In this chapter, we provide RD Sharma Class 7 ex 14.2 Solutions Chapter 14 Lines and Angles for English medium students, Which will very helpful for every student in their exams. Students can download the latest RD Sharma Class 7 ex 14.2 Solutions Chapter 14 Lines and Angles Maths pdf, Now you will get step by step solution to each question.
| Textbook | NCERT |
| Class | Class 7 |
| Subject | Maths |
| Chapter | Chapter 14 |
| Chapter Name | Lines and Angles |
| Exercise | Ex 14.2 |
RD Sharma Solutions for Class 7 Chapter 14 Lines and Angles Ex 14.2 Download PDF
Chapter 14: Lines and Angles Exercise – 14.2
Question: 1
In Figure, line n is a transversal to line l and m. Identify the following:
(i) Alternate and corresponding angles in Figure.(i)
(ii) Angles alternate to ∠d and ∠g and angles corresponding to ∠RQF and angle alternate to ∠PQE in Figure. (ii)
(iii) Angle alternate to ∠PQR, angle corresponding to ∠RQF and angle alternate to ∠PQE in Figure. (iii)
(iv) Pairs of interior and exterior angles on the same side of the transversal in Figure. (iii)
Solution:
(i) Figure (i)
Corresponding angles:
∠EGB and ∠GHD
∠HGB and ∠FHD
∠EGA and ∠GHC
∠AGH and ∠CHF
The alternate angles are:
∠EGB and ∠CHF
∠HGB and ∠CHG
∠EGA and ∠FHD
∠AGH and ∠GHD
(ii) Figure (ii)
The alternate angle to ∠d is ∠e.
The alternate angle to ∠g is ∠b.
The corresponding angle to ∠f is ∠c.
The corresponding angle to ∠h is ∠a.
(iii) Figure (iii)
Angle alternate to ∠PQR is ∠QRA.
Angle corresponding to ∠RQF is ∠ARB.
Angle alternate to ∠POE is ∠ARB.
(iv) Figure (ii)
Pair of interior angles are
∠a is ∠e.
∠d is ∠f.
Pair of exterior angles are
∠b is ∠h.
∠c is ∠g.
Question: 2
In Figure, AB and CD are parallel lines intersected by a transversal PQ at L and M respectively, If ∠CMQ = 60°, find all other angles in the figure.
Solution:
Corresponding angles:
∠ALM = ∠CMQ = 60°
Vertically opposite angles:
∠LMD = ∠CMQ = 60°
Vertically opposite angles:
∠ALM = ∠PLB = 60°
Here,
∠CMQ + ∠QMD = 180° are the linear pair
= ∠QMD = 180° – 60°
= 120°
Corresponding angles:
∠QMD = ∠MLB = 120°
Vertically opposite angles
∠QMD = ∠CML = 120°
Vertically opposite angles
∠MLB = ∠ALP = 120°
Question: 3
In Figure, AB and CD are parallel lines intersected by a transversal by a transversal PQ at L and M respectively.
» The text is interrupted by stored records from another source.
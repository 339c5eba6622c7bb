//! C ABI for `Vector3`.
//!
//! Value-returning functions take and return `Vector3` by value and cannot
//! fail. Out-parameter functions take raw pointers that **may alias**: every
//! operand is copied out before `out` is written, so `vec3_add(a, a, b)` is
//! well-defined. They return a `Vec3ErrorCode` and record failures for
//! `vec3_get_last_error`.
//!
//! Example:
//! ```c
//! Vector3 pos = vec3_new(1.0, 2.0, 3.0);
//! Vector3 vel = vec3_splat(0.5);
//! vec3_add(&pos, &pos, &vel);          // pos += vel
//! char text[64];
//! vec3_to_string(&pos, text, sizeof text);
//! ```

use std::os::raw::c_char;
use std::ptr;

use vec3_core::Vector3;

use crate::error::{DefaultVec3Error, Vec3ErrorCode};
use crate::helpers::{read_vector, track_error, track_result, write_vector};

/// Apply `op` to two vector operands and store the result in `out`.
///
/// # Safety
/// Pointers must be null or valid for their access; they may alias.
unsafe fn binary_into<F>(
    out: *mut Vector3,
    a: *const Vector3,
    b: *const Vector3,
    op: F,
) -> Result<(), DefaultVec3Error>
where
    F: FnOnce(&mut Vector3, Vector3, Vector3),
{
    let (a, b) = unsafe { (read_vector(a, "a")?, read_vector(b, "b")?) };
    if out.is_null() {
        return Err(DefaultVec3Error::null_pointer("out"));
    }
    // SAFETY: operands were copied above, so this is the only live reference.
    let out = unsafe { &mut *out };
    op(out, a, b);
    Ok(())
}

/// Apply `op` to a vector operand and a scalar and store the result in `out`.
///
/// # Safety
/// Pointers must be null or valid for their access; they may alias.
unsafe fn scale_into<F>(
    out: *mut Vector3,
    a: *const Vector3,
    s: f64,
    op: F,
) -> Result<(), DefaultVec3Error>
where
    F: FnOnce(&mut Vector3, Vector3, f64),
{
    let a = unsafe { read_vector(a, "a")? };
    if out.is_null() {
        return Err(DefaultVec3Error::null_pointer("out"));
    }
    // SAFETY: the operand was copied above, so this is the only live reference.
    let out = unsafe { &mut *out };
    op(out, a, s);
    Ok(())
}

// ============================================================================
// CONSTRUCTION
// ============================================================================

/// Create a vector from three components.
#[no_mangle]
pub extern "C" fn vec3_new(x: f64, y: f64, z: f64) -> Vector3 {
    Vector3::new(x, y, z)
}

/// Create `(s, s, s)`.
#[no_mangle]
pub extern "C" fn vec3_splat(s: f64) -> Vector3 {
    Vector3::splat(s)
}

/// Create the zero vector.
#[no_mangle]
pub extern "C" fn vec3_zero() -> Vector3 {
    Vector3::ZERO
}

/// Create a vector from an array of exactly three doubles.
///
/// # Returns
/// - `Ok` with `out` set
/// - `NullPointer` if `values` or `out` is null
/// - `InvalidArgument` if `len != 3`
///
/// # Safety
/// `values` must point to `len` readable doubles; `out` must be writable.
#[no_mangle]
pub unsafe extern "C" fn vec3_from_array(
    values: *const f64,
    len: usize,
    out: *mut Vector3,
) -> Vec3ErrorCode {
    if values.is_null() {
        return track_error(&DefaultVec3Error::null_pointer("values"));
    }
    // SAFETY: non-null and `len` readable elements per the caller contract.
    let values = unsafe { std::slice::from_raw_parts(values, len) };
    let result = Vector3::try_from(values)
        .map_err(DefaultVec3Error::from)
        .and_then(|v| unsafe { write_vector(out, "out", v) });
    track_result(result)
}

// ============================================================================
// OUT-PARAMETER ARITHMETIC
// ============================================================================

/// `out = a + b`. `out` may alias `a` and/or `b`.
///
/// # Safety
/// Non-null pointers must be valid; see the module docs.
#[no_mangle]
pub unsafe extern "C" fn vec3_add(
    out: *mut Vector3,
    a: *const Vector3,
    b: *const Vector3,
) -> Vec3ErrorCode {
    track_result(unsafe {
        binary_into(out, a, b, |out, a, b| {
            out.set_add(a, b);
        })
    })
}

/// `out = a - b`. `out` may alias `a` and/or `b`.
///
/// # Safety
/// Non-null pointers must be valid; see the module docs.
#[no_mangle]
pub unsafe extern "C" fn vec3_sub(
    out: *mut Vector3,
    a: *const Vector3,
    b: *const Vector3,
) -> Vec3ErrorCode {
    track_result(unsafe {
        binary_into(out, a, b, |out, a, b| {
            out.set_sub(a, b);
        })
    })
}

/// `out = a × b`. `out` may alias `a` and/or `b`.
///
/// # Safety
/// Non-null pointers must be valid; see the module docs.
#[no_mangle]
pub unsafe extern "C" fn vec3_cross(
    out: *mut Vector3,
    a: *const Vector3,
    b: *const Vector3,
) -> Vec3ErrorCode {
    track_result(unsafe {
        binary_into(out, a, b, |out, a, b| {
            out.set_cross(a, b);
        })
    })
}

/// `out = a * s`. `out` may alias `a`.
///
/// # Safety
/// Non-null pointers must be valid; see the module docs.
#[no_mangle]
pub unsafe extern "C" fn vec3_mul(out: *mut Vector3, a: *const Vector3, s: f64) -> Vec3ErrorCode {
    track_result(unsafe {
        scale_into(out, a, s, |out, a, s| {
            out.set_mul(a, s);
        })
    })
}

/// `out = a / s`. Division by zero yields `±inf`/`NaN`, not an error.
///
/// # Safety
/// Non-null pointers must be valid; see the module docs.
#[no_mangle]
pub unsafe extern "C" fn vec3_div(out: *mut Vector3, a: *const Vector3, s: f64) -> Vec3ErrorCode {
    track_result(unsafe {
        scale_into(out, a, s, |out, a, s| {
            out.set_div(a, s);
        })
    })
}

/// `out = a / |a|`. A zero-length `a` yields `NaN` in every component.
///
/// # Safety
/// Non-null pointers must be valid; see the module docs.
#[no_mangle]
pub unsafe extern "C" fn vec3_normalize(out: *mut Vector3, a: *const Vector3) -> Vec3ErrorCode {
    let result = unsafe { read_vector(a, "a") }.and_then(|a| {
        if out.is_null() {
            return Err(DefaultVec3Error::null_pointer("out"));
        }
        // SAFETY: `a` was copied above, so this is the only live reference.
        unsafe { &mut *out }.set_normalize(a);
        Ok(())
    });
    track_result(result)
}

// ============================================================================
// QUERIES
// ============================================================================

/// Dot product.
#[no_mangle]
pub extern "C" fn vec3_dot(a: Vector3, b: Vector3) -> f64 {
    a.dot(b)
}

/// Length.
#[no_mangle]
pub extern "C" fn vec3_len(a: Vector3) -> f64 {
    a.len()
}

/// Squared length.
#[no_mangle]
pub extern "C" fn vec3_len2(a: Vector3) -> f64 {
    a.len2()
}

/// Distance between two points.
#[no_mangle]
pub extern "C" fn vec3_dist(a: Vector3, b: Vector3) -> f64 {
    a.dist(b)
}

/// Squared distance between two points.
#[no_mangle]
pub extern "C" fn vec3_dist2(a: Vector3, b: Vector3) -> f64 {
    a.dist2(b)
}

/// `a + s * (b - a)`, unclamped.
#[no_mangle]
pub extern "C" fn vec3_lerp(a: Vector3, b: Vector3, s: f64) -> Vector3 {
    a.lerp(b, s)
}

/// `-a`
#[no_mangle]
pub extern "C" fn vec3_negate(a: Vector3) -> Vector3 {
    -a
}

/// Exact component-wise equality.
#[no_mangle]
pub extern "C" fn vec3_equals(a: Vector3, b: Vector3) -> bool {
    a == b
}

/// Write the three components of `a` to `out_x`, `out_y`, `out_z`.
///
/// # Safety
/// All pointers must be non-null and valid.
#[no_mangle]
pub unsafe extern "C" fn vec3_unpack(
    a: *const Vector3,
    out_x: *mut f64,
    out_y: *mut f64,
    out_z: *mut f64,
) -> Vec3ErrorCode {
    let result = unsafe { read_vector(a, "a") }.and_then(|a| {
        for (ptr, name) in [(out_x, "out_x"), (out_y, "out_y"), (out_z, "out_z")] {
            if ptr.is_null() {
                return Err(DefaultVec3Error::null_pointer(name));
            }
        }
        let (x, y, z) = a.unpack();
        // SAFETY: all three checked non-null above.
        unsafe {
            out_x.write(x);
            out_y.write(y);
            out_z.write(z);
        }
        Ok(())
    });
    track_result(result)
}

/// Render `a` as `(+x.xxx,+y.yyy,+z.zzz)` into a caller buffer, NUL-terminated.
///
/// # Returns
/// - `Ok` with the text in `buf`
/// - `NullPointer` if `a` or `buf` is null
/// - `BufferTooSmall` if `buf_len` cannot hold the text and terminator
///
/// # Safety
/// `buf` must be writable for `buf_len` bytes.
#[no_mangle]
pub unsafe extern "C" fn vec3_to_string(
    a: *const Vector3,
    buf: *mut c_char,
    buf_len: usize,
) -> Vec3ErrorCode {
    let result = unsafe { read_vector(a, "a") }.and_then(|a| {
        if buf.is_null() {
            return Err(DefaultVec3Error::null_pointer("buf"));
        }
        let text = a.to_string();
        let required = text.len() + 1;
        if buf_len < required {
            return Err(DefaultVec3Error::buffer_too_small(required, buf_len));
        }
        // SAFETY: `buf` holds at least `required` bytes; the text never
        // overlaps caller memory.
        unsafe {
            ptr::copy_nonoverlapping(text.as_ptr(), buf.cast::<u8>(), text.len());
            buf.add(text.len()).write(0);
        }
        Ok(())
    });
    track_result(result)
}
If ∠LMD = 35° find ∠ALM and ∠PLA.
Solution:
Given that,
∠LMD = 35°
∠LMD and ∠LMC is a linear pair
∠LMD + ∠LMC = 180°
= ∠LMC = 180° – 35°
= 145°
So, ∠LMC = ∠PLA = 145°
And, ∠LMC = ∠MLB = 145°
∠MLB and ∠ALM is a linear pair
∠MLB + ∠ALM = 180°
= ∠ALM = 180° – 145°
= ∠ALM = 35°
Therefore, ∠ALM = 35°, ∠PLA = 145°.
Question: 4
The line n is transversal to line l and m in Figure. Identify the angle alternate to ∠13, angle corresponding to ∠15, and angle alternate to ∠15.
Solution:
Given that, l ∥ m
So,
The angle alternate to ∠13 is ∠7
The angle corresponding to ∠15 is ∠7
The angle alternate to ∠15 is ∠5
Question: 5
In Figure, line l ∥ m and n is transversal. If ∠1 = 40°, find all the angles and check that all corresponding angles and alternate angles are equal.
Solution:
Given that,
∠1 = 40°
∠1 and ∠2 is a linear pair
= ∠1 + ∠2 = 180°
= ∠2 = 180° – 40°
= ∠2 = 140°
∠2 and ∠6 is a corresponding angle pair
So, ∠6 = 140°
∠6 and ∠5 is a linear pair
= ∠6 + ∠5 = 180°
= ∠5 = 180° – 140°
= ∠5 = 40°
∠3 and ∠5 are alternative interior angles
So, ∠5 = ∠3 = 40°
∠3 and ∠4 is a linear pair
= ∠3 + ∠4 = 180°
= ∠4 = 180° – 40°
= ∠4 = 140°
∠4 and ∠6 are a pair interior angles
So, ∠4 = ∠6 = 140°
∠3 and ∠7 are pair of corresponding angles
So, ∠3 = ∠7 = 40°
Therefore, ∠7 = 40°
∠4 and ∠8 are a pair corresponding angles
So, ∠4 = ∠8 = 140°
Therefore, ∠8 = 140°
So, ∠1 = 40°, ∠2 = 140°, ∠3 = 40°, ∠4 = 140°, ∠5 = 40°, ∠6 = 140°, ∠7 = 40°, ∠8 = 140°
Question: 6
In Figure, line l ∥ m and a transversal n cuts them P and Q respectively. If ∠1 = 75°, find all other angles.
Solution:
Given that, l ∥ m and ∠1 = 75∘
We know that,
∠1 + ∠2 = 180° → (linear pair)
= ∠2 = 180° – 75°
= ∠2 = 105°
here, ∠1 = ∠5 = 75° are corresponding angles
∠5 = ∠7 = 75° are vertically opposite angles.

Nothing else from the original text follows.